== EXERCISE REQUIREMENTS ==
Would you repeat exactly the part of the listing below that runs from the line containing "self.table = EdgeTable::new(self.vertices);" down to the line containing "self.build_edges();", inclusive, and nothing else?

== DATA ==
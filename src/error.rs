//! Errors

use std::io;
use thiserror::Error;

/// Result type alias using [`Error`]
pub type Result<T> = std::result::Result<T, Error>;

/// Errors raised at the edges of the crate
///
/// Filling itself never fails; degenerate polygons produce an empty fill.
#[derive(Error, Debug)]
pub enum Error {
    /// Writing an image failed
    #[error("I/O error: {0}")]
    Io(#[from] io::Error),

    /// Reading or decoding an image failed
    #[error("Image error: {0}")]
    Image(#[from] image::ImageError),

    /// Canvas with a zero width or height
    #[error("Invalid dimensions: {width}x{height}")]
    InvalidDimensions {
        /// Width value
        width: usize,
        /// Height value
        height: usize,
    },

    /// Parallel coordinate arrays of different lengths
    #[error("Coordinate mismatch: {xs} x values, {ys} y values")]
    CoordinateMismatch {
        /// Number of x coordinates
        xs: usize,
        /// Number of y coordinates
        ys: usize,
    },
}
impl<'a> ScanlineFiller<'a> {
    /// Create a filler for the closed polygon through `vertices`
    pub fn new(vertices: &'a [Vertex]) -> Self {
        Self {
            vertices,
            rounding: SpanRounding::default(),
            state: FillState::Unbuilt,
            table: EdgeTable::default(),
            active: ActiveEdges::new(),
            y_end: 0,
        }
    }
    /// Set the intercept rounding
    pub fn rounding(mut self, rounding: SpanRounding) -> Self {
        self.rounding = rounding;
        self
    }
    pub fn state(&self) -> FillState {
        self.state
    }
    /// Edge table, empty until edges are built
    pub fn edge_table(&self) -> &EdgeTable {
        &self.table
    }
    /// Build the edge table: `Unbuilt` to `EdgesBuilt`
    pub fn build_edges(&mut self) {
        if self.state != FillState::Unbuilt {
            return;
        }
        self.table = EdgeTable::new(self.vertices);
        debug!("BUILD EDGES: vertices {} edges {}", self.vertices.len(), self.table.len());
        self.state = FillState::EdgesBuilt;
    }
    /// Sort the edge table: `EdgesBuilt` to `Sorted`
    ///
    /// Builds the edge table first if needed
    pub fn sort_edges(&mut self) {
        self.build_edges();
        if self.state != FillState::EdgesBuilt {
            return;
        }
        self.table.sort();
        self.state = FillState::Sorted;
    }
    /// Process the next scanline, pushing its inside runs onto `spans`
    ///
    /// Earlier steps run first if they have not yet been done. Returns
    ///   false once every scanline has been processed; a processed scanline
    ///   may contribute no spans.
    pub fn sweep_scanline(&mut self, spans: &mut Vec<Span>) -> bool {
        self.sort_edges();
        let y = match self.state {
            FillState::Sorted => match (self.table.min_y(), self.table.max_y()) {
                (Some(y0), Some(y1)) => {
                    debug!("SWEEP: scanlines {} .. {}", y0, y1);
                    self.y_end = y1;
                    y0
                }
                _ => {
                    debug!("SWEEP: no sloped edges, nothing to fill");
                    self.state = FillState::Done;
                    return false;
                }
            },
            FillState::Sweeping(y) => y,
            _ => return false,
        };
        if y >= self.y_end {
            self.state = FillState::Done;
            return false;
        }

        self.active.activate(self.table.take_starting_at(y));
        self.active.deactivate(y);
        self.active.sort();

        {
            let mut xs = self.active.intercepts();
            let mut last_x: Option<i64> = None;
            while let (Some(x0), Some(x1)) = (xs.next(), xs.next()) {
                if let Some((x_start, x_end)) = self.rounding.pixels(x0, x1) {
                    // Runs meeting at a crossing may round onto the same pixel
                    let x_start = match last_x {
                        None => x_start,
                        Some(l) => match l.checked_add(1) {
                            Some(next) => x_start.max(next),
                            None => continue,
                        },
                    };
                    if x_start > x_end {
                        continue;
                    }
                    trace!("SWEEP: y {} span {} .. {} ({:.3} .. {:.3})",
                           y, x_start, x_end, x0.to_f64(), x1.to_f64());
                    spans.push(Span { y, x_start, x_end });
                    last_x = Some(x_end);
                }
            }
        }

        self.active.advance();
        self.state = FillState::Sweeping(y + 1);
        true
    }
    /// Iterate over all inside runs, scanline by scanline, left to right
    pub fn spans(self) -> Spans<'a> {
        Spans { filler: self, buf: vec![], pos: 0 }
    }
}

== EXERCISE RESPONSE ==
        self.table = EdgeTable::new(self.vertices);
        debug!("BUILD EDGES: vertices {} edges {}", self.vertices.len(), self.table.len());
        self.state = FillState::EdgesBuilt;
    }
    /// Sort the edge table: `EdgesBuilt` to `Sorted`
    ///
    /// Builds the edge table first if needed
    pub fn sort_edges(&mut self) {
        self.build_edges();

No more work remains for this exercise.